The first issue in trying to decipher the truth is related to the question: What exactly is drug-related violence? It would be a safe bet to say that it includes the violence of the cartels and gangs — whose principal revenue source is illicit narcotics — targeting each other, government agents and innocent civilians. We should also count the violence committed by Mexican law enforcement and the military — who can either be acting as agents of the state or those personnel and units co-opted by the cartels — against cartels and gangs, and sometimes also against other government agents and civilians caught in the wrong place at the wrong time.

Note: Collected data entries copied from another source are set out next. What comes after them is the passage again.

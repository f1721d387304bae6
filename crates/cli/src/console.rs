use crate::error::Error;
use async_trait::async_trait;
use config::{Actor, ViewMode};
use humansize::{BINARY, format_size};
use orchestrator::domain::AlertRecord;
use orchestrator::{ControlEvent, StatusReport, StatusTarget, Transport};
use std::fmt::Write as _;
use std::time::Duration;
use tokio::io::{AsyncBufRead, AsyncBufReadExt, AsyncWrite, AsyncWriteExt, Stdout};
use tokio::sync::{Mutex, mpsc};
use tracing::{debug, info};

/// Transport that prints status reports, alerts and command replies.
#[derive(Debug)]
pub struct ConsoleTransport<W = Stdout> {
    out: Mutex<W>,
}

impl ConsoleTransport<Stdout> {
    pub fn stdout() -> Self {
        Self::new(tokio::io::stdout())
    }
}

impl<W: AsyncWrite + Unpin + Send> ConsoleTransport<W> {
    pub fn new(out: W) -> Self {
        Self {
            out: Mutex::new(out),
        }
    }

    pub async fn write(&self, text: &str) -> Result<(), Error> {
        let mut out = self.out.lock().await;
        out.write_all(text.as_bytes()).await.map_err(Error::Console)?;
        if !text.ends_with('\n') {
            out.write_all(b"\n").await.map_err(Error::Console)?;
        }
        out.flush().await.map_err(Error::Console)
    }

    pub fn into_inner(self) -> W {
        self.out.into_inner()
    }
}

#[async_trait]
impl<W: AsyncWrite + Unpin + Send> Transport for ConsoleTransport<W> {
    async fn ready(&self) {}

    async fn publish_status(
        &self,
        report: &StatusReport,
        target: StatusTarget,
    ) -> Result<(), orchestrator::Error> {
        if target == StatusTarget::Fresh {
            debug!("posting a fresh status message");
        }
        self.write(&render_status(report))
            .await
            .map_err(|err| orchestrator::Error::Transport(err.to_string()))
    }

    async fn notify(&self, channel_id: u64, alert: &AlertRecord) -> Result<(), orchestrator::Error> {
        self.write(&render_alert(channel_id, alert))
            .await
            .map_err(|err| orchestrator::Error::Transport(err.to_string()))
    }
}

/// Forward every line of `input` to the engine as a command from `actor`.
/// Returns when `input` is exhausted or the engine stops listening.
pub async fn forward_commands<R: AsyncBufRead + Unpin>(
    input: R,
    actor: Actor,
    control_tx: mpsc::UnboundedSender<ControlEvent>,
    reply_tx: mpsc::UnboundedSender<String>,
) -> Result<(), Error> {
    let mut lines = input.lines();
    while let Some(line) = lines.next_line().await.map_err(Error::Console)? {
        let text = line.trim();
        if text.is_empty() {
            continue;
        }
        let event = ControlEvent::Command {
            actor: actor.clone(),
            text: text.to_string(),
            reply: reply_tx.clone(),
        };
        if control_tx.send(event).is_err() {
            break;
        }
    }
    info!("console input closed");
    Ok(())
}

pub fn render_alert(channel_id: u64, alert: &AlertRecord) -> String {
    format!(
        "[alert #{channel_id}] {} ({}: {:.2})",
        alert.message,
        alert.kind.as_str().to_ascii_uppercase(),
        alert.value
    )
}

pub fn render_status(report: &StatusReport) -> String {
    let snapshot = &report.snapshot;
    let rates = &report.rates;
    let mut text = String::new();

    if report.view_mode == ViewMode::Compact {
        let _ = write!(
            text,
            "[{}] cpu {:.1}% | mem {:.1}% | disk {:.1}% | net up {:.1} KB/s down {:.1} KB/s",
            report.color, snapshot.cpu_percent, snapshot.memory_percent, snapshot.disk_percent,
            rates.current.sent, rates.current.received
        );
        if snapshot.temperature_celsius > 0.0 {
            let _ = write!(text, " | temp {:.1}°C", snapshot.temperature_celsius);
        }
        text.push('\n');
        return text;
    }

    let details = &report.details;
    let _ = writeln!(
        text,
        "== Server stats [{}] {} ==",
        report.color,
        snapshot.timestamp.format("%Y-%m-%d %H:%M:%S UTC")
    );
    match &details.cpu {
        Some(cpu) => {
            let _ = write!(
                text,
                "CPU:     {:.1}% {} ({} cores / {} threads",
                snapshot.cpu_percent, cpu.model, cpu.physical_cores, cpu.logical_cores
            );
            if let Some(mhz) = cpu.frequency_mhz {
                let _ = write!(text, ", {mhz} MHz");
            }
            text.push_str(")\n");
        }
        None => {
            let _ = writeln!(text, "CPU:     {:.1}%", snapshot.cpu_percent);
        }
    }
    let memory = &details.memory;
    let _ = writeln!(
        text,
        "Memory:  {:.1}% ({} / {}), swap {} / {}",
        snapshot.memory_percent,
        format_size(memory.used, BINARY),
        format_size(memory.total, BINARY),
        format_size(memory.swap_used, BINARY),
        format_size(memory.swap_total, BINARY),
    );
    match &details.disk {
        Some(disk) => {
            let _ = writeln!(
                text,
                "Disk:    {:.1}% ({} / {} on {})",
                snapshot.disk_percent,
                format_size(disk.used(), BINARY),
                format_size(disk.total, BINARY),
                disk.mount_point.display()
            );
        }
        None => {
            let _ = writeln!(text, "Disk:    {:.1}%", snapshot.disk_percent);
        }
    }
    if snapshot.temperature_celsius > 0.0 {
        let _ = writeln!(text, "Temp:    {:.1}°C", snapshot.temperature_celsius);
    }
    let _ = writeln!(
        text,
        "Network: up {:.1} KB/s (peak {:.1}), down {:.1} KB/s (peak {:.1}), total sent {} received {}",
        rates.current.sent,
        rates.peak.sent,
        rates.current.received,
        rates.peak.received,
        format_size(details.network_totals.bytes_sent, BINARY),
        format_size(details.network_totals.bytes_received, BINARY),
    );
    let _ = writeln!(text, "Uptime:  {}", format_uptime(details.uptime));

    if !details.top_processes.is_empty() {
        text.push_str("Top processes:\n");
        for process in &details.top_processes {
            let _ = writeln!(
                text,
                "  {:<24} cpu {:>5.1}%  mem {:>5.1}%",
                process.name, process.cpu_percent, process.memory_percent
            );
        }
    }
    if !details.services.is_empty() {
        text.push_str("Services:\n");
        for service in &details.services {
            let state = if service.is_active() { "up" } else { "down" };
            let _ = writeln!(text, "  {:<24} {state}", service.name);
        }
    }
    if !details.containers.is_empty() {
        text.push_str("Containers:\n");
        for container in &details.containers {
            let _ = writeln!(text, "  {:<24} {}", container.name, container.status);
        }
    }
    let _ = writeln!(
        text,
        "Updates every {}s",
        report.update_interval.as_secs()
    );
    text
}

/// `3d 4h 5m 6s`
fn format_uptime(uptime: Duration) -> String {
    let secs = uptime.as_secs();
    format!(
        "{}d {}h {}m {}s",
        secs / 86_400,
        secs % 86_400 / 3600,
        secs % 3600 / 60,
        secs % 60
    )
}

#[cfg(test)]
mod tests {
    use super::*;
    use chrono::{TimeZone, Utc};
    use config::{Color, MetricKind};
    use orchestrator::NetworkRates;
    use orchestrator::domain::{HostDetails, Snapshot};
    use pretty_assertions::assert_eq;

    fn report(view_mode: ViewMode) -> StatusReport {
        StatusReport {
            snapshot: Snapshot {
                cpu_percent: 12.5,
                memory_percent: 40.0,
                disk_percent: 70.25,
                temperature_celsius: 0.0,
                ..Snapshot::zeroed(Utc.with_ymd_and_hms(2024, 5, 1, 12, 0, 0).unwrap())
            },
            rates: NetworkRates::default(),
            details: HostDetails {
                uptime: Duration::from_secs(90_061),
                ..HostDetails::default()
            },
            view_mode,
            color: Color::GREEN,
            update_interval: Duration::from_secs(30),
        }
    }

    #[test]
    fn compact_is_one_line() {
        let text = render_status(&report(ViewMode::Compact));
        assert_eq!(text.lines().count(), 1);
        assert!(text.contains("cpu 12.5%"));
        assert!(!text.contains("temp"));
    }

    #[test]
    fn detailed_lists_uptime_and_interval() {
        let text = render_status(&report(ViewMode::Detailed));
        assert!(text.contains("Uptime:  1d 1h 1m 1s"));
        assert!(text.contains("Updates every 30s"));
        assert!(!text.contains("Top processes"));
    }

    #[tokio::test]
    async fn alerts_are_written_to_the_sink() {
        let console = ConsoleTransport::new(Vec::new());
        let snapshot = Snapshot {
            memory_percent: 91.0,
            ..Snapshot::zeroed(Utc.with_ymd_and_hms(2024, 5, 1, 12, 0, 0).unwrap())
        };
        let alert = AlertRecord::exceeded(MetricKind::Memory, &snapshot);
        console.notify(7, &alert).await.unwrap();

        let written = String::from_utf8(console.into_inner()).unwrap();
        assert_eq!(
            written,
            "[alert #7] Memory usage is high: 91.0% (MEMORY: 91.00)\n"
        );
    }

    #[tokio::test]
    async fn stdin_lines_become_commands() {
        let input: &[u8] = b"!stats\n\n  !history 2h  \n";
        let (control_tx, mut control_rx) = mpsc::unbounded_channel();
        let (reply_tx, _reply_rx) = mpsc::unbounded_channel();
        let actor = Actor {
            id: 5,
            name: "console".into(),
            role_ids: Vec::new(),
        };

        forward_commands(input, actor, control_tx, reply_tx)
            .await
            .unwrap();

        let mut texts = Vec::new();
        while let Ok(ControlEvent::Command { text, actor, .. }) = control_rx.try_recv() {
            assert_eq!(actor.id, 5);
            texts.push(text);
        }
        assert_eq!(texts, vec!["!stats".to_string(), "!history 2h".to_string()]);
    }
}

This issue becomes muddled if we attempt to consider cartel and gang violence that is unrelated to drugs. For some time now, many of the cartels in Mexico have evolved beyond just drug trafficking and are now diverse illicit enterprises involved in a host of nefarious activities including murder for hire, extortion and kidnapping, street taxation, human smuggling and trafficking, sexual slavery and prostitution, bulk thefts, and the sales of cloned goods. Should the violence generated by such illicit activities count as drug violence, even if it is not specifically drug-related? Furthermore, the violence tied to the rise of vigilantes and local militias (e.g., community police) in a number of regions in Mexico could also conceivably be counted. Yet these local militias emerged not to combat the drug trafficking activities of gangs and cartels, but the violence they directed at local communities through various other illicit enterprises.

Once we move beyond what types of violence should count as drug violence, we come to a second issue — the question of whether such drug-related and affiliated forms of violence are being accurately documented. There are multiple agendas for those reporting and influencing the reporting of this violence. At this point, many of the reporters themselves and the media outlets they represent are operating in survival mode, plain and simple. Numerous reporters have been threatened, beaten, kidnapped, tortured and killed. Media offices, in turn, have been subject to grenade attacks, arson, drive-by shootings and direct assault. When a plaza boss, corrupt city official or senior commanding military officer dictates to a reporter whether an incident can be covered in a local paper or not, the reporter — at least those who value their own safety and that of their families — will typically acquiesce. Still other reporters have been bought and paid for by the cartels and others profiting from illicit drug trafficking and related criminal activities. They are thus willing accomplices to the “reportage charade” taking place. Attempts to address the reporting problem have resulted in the rise of social media, such as blogs and Twitter feeds. Such media, however, can be highly unreliable and subject to its own capitalist agendas (such as the Blog del Narco scandal) while also threatened with cartel intimidation and even heinous executions of some of the bloggers.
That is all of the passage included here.